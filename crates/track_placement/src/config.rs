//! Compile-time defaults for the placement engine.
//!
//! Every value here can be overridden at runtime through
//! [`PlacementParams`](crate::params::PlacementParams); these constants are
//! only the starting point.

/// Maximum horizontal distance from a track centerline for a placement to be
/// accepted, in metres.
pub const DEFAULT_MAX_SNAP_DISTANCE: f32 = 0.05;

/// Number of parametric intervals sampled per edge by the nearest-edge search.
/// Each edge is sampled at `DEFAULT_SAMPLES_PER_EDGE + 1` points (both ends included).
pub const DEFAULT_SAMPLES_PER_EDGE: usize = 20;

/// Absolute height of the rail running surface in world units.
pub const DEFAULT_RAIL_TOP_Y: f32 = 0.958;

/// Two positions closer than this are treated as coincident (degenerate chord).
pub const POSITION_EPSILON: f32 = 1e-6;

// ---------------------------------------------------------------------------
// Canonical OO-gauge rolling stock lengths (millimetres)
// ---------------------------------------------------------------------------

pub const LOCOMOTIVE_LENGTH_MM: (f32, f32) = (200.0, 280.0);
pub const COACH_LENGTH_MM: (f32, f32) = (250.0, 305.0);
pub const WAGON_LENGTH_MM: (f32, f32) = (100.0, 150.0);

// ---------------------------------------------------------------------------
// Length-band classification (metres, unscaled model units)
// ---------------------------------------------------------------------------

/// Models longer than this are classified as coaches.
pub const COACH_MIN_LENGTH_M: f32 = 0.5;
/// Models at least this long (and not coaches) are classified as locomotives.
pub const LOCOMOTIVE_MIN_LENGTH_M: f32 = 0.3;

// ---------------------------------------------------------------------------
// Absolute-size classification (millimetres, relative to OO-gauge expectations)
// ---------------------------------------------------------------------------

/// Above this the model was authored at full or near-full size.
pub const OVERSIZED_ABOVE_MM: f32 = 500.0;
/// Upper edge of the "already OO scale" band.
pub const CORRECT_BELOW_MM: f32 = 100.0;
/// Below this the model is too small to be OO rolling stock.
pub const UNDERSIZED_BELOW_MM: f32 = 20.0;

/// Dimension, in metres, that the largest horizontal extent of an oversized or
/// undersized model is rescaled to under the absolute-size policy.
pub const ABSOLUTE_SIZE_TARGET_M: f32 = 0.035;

:::

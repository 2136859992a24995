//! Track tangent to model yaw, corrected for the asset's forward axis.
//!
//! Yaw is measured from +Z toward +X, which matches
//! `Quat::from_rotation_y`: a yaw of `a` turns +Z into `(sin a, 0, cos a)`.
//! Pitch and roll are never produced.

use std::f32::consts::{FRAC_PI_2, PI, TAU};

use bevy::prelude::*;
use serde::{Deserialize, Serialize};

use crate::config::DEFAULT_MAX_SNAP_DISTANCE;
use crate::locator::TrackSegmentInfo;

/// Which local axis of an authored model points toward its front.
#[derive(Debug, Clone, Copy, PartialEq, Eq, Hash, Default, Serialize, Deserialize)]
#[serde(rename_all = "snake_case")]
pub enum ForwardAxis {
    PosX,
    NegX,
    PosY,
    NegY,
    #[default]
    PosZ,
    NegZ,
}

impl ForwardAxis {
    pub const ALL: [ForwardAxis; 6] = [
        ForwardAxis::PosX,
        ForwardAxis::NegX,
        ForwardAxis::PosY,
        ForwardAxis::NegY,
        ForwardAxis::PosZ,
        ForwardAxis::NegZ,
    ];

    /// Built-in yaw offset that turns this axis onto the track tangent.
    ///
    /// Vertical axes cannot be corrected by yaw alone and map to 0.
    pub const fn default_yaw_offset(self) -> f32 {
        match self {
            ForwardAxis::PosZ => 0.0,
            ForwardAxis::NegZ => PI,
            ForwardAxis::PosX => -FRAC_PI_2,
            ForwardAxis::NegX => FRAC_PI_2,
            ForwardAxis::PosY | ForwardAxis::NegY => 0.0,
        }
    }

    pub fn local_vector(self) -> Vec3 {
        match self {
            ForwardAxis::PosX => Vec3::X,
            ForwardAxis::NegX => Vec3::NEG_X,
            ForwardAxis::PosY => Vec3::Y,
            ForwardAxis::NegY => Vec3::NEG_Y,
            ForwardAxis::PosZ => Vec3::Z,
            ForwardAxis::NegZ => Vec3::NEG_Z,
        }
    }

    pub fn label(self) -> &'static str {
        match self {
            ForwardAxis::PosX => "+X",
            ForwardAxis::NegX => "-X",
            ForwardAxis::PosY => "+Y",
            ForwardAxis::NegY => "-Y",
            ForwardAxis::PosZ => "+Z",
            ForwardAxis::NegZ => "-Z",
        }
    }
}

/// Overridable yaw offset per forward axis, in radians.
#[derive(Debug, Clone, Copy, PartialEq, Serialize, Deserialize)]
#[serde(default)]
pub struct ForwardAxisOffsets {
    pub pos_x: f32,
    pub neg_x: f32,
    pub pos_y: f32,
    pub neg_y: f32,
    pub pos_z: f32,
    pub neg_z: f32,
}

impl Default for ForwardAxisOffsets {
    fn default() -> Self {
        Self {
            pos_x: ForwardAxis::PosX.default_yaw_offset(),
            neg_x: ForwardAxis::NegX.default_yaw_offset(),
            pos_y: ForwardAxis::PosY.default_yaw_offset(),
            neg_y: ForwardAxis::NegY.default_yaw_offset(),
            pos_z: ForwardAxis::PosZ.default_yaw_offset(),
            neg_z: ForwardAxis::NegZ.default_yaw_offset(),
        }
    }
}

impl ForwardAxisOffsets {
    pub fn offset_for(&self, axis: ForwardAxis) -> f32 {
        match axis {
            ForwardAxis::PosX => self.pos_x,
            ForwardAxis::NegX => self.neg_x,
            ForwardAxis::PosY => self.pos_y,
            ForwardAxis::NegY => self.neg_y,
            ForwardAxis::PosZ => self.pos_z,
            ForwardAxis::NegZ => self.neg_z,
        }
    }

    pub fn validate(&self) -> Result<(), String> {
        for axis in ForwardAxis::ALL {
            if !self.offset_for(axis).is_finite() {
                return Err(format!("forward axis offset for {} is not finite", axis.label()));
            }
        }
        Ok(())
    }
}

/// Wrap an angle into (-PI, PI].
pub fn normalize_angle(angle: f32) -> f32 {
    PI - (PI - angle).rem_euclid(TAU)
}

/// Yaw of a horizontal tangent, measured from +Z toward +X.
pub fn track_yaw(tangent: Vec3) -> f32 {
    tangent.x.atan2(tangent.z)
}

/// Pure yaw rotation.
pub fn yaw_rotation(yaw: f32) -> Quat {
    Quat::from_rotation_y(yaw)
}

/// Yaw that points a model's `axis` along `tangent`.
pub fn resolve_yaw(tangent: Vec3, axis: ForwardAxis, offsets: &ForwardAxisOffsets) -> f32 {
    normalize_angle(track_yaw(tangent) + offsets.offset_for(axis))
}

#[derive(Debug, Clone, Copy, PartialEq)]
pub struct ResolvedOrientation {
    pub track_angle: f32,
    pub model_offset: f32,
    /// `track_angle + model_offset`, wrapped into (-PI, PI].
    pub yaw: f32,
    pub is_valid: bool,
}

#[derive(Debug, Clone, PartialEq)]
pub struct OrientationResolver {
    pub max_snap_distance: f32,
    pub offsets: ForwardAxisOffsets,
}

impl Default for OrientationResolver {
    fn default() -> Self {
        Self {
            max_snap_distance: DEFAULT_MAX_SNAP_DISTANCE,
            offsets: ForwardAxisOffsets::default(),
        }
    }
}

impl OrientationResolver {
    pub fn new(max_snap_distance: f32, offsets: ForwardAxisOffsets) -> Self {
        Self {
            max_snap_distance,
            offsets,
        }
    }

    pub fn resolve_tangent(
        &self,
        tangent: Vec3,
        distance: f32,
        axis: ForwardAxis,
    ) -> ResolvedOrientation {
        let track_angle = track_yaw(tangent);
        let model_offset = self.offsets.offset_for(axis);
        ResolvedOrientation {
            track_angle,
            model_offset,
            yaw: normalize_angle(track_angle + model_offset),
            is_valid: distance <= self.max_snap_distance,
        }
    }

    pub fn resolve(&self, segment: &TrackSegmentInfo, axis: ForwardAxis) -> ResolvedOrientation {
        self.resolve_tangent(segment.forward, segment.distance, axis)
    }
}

:::

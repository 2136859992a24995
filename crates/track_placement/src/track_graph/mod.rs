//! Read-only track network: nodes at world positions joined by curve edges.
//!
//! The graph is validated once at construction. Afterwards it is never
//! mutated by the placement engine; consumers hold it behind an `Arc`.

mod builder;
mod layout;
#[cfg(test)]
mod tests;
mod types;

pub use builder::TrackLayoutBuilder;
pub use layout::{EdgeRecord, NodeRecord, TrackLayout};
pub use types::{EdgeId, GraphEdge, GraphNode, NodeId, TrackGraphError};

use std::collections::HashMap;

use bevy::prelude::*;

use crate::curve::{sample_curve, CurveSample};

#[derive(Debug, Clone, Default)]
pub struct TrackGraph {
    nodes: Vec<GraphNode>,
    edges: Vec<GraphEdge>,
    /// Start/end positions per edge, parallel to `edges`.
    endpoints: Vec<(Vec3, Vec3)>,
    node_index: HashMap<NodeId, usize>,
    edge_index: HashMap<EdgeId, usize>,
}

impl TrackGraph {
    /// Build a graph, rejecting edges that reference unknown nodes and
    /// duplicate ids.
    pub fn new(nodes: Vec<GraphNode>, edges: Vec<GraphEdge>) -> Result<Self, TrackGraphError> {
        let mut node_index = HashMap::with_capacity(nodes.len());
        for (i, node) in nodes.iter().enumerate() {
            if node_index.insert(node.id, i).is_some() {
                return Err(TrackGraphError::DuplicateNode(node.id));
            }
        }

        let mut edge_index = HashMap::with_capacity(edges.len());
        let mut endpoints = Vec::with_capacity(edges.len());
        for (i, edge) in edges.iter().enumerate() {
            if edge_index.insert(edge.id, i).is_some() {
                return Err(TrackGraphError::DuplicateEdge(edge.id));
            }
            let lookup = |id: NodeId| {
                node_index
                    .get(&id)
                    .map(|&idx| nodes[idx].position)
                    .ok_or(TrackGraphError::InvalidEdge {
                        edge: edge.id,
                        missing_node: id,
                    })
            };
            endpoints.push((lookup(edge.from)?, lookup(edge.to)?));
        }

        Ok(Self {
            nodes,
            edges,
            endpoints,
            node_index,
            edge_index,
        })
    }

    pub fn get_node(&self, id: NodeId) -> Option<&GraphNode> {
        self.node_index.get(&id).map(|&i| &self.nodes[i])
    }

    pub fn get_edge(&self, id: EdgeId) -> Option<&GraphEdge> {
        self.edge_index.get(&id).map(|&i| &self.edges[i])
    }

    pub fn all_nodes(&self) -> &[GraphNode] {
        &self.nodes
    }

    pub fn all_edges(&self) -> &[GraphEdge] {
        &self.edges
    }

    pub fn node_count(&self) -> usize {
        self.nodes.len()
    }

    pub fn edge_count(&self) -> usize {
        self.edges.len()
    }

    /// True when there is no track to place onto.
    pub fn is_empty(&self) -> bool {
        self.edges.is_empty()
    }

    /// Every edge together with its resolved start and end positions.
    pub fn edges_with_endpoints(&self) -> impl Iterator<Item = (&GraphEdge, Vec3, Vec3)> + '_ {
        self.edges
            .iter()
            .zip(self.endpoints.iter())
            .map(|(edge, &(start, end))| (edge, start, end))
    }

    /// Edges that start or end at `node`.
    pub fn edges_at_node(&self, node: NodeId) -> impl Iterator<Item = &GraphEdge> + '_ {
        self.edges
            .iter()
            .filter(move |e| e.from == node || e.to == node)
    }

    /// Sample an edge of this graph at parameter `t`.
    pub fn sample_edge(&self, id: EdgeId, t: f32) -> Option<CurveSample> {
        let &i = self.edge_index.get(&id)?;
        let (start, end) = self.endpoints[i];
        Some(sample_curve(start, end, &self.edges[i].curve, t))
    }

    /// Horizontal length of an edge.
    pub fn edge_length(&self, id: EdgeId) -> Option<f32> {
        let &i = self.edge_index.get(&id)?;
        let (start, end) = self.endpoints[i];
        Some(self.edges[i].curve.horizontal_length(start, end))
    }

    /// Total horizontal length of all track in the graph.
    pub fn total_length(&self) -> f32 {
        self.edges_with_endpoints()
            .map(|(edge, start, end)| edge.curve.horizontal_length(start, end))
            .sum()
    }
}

:::

*EXERCISE GOAL*.
Pull out each line of the records holding the string "EdgeId".

*ANSWER SECTION*.
pub use types::{EdgeId, GraphEdge, GraphNode, NodeId, TrackGraphError};
    edge_index: HashMap<EdgeId, usize>,
    pub fn get_edge(&self, id: EdgeId) -> Option<&GraphEdge> {
    pub fn sample_edge(&self, id: EdgeId, t: f32) -> Option<CurveSample> {
    pub fn edge_length(&self, id: EdgeId) -> Option<f32> {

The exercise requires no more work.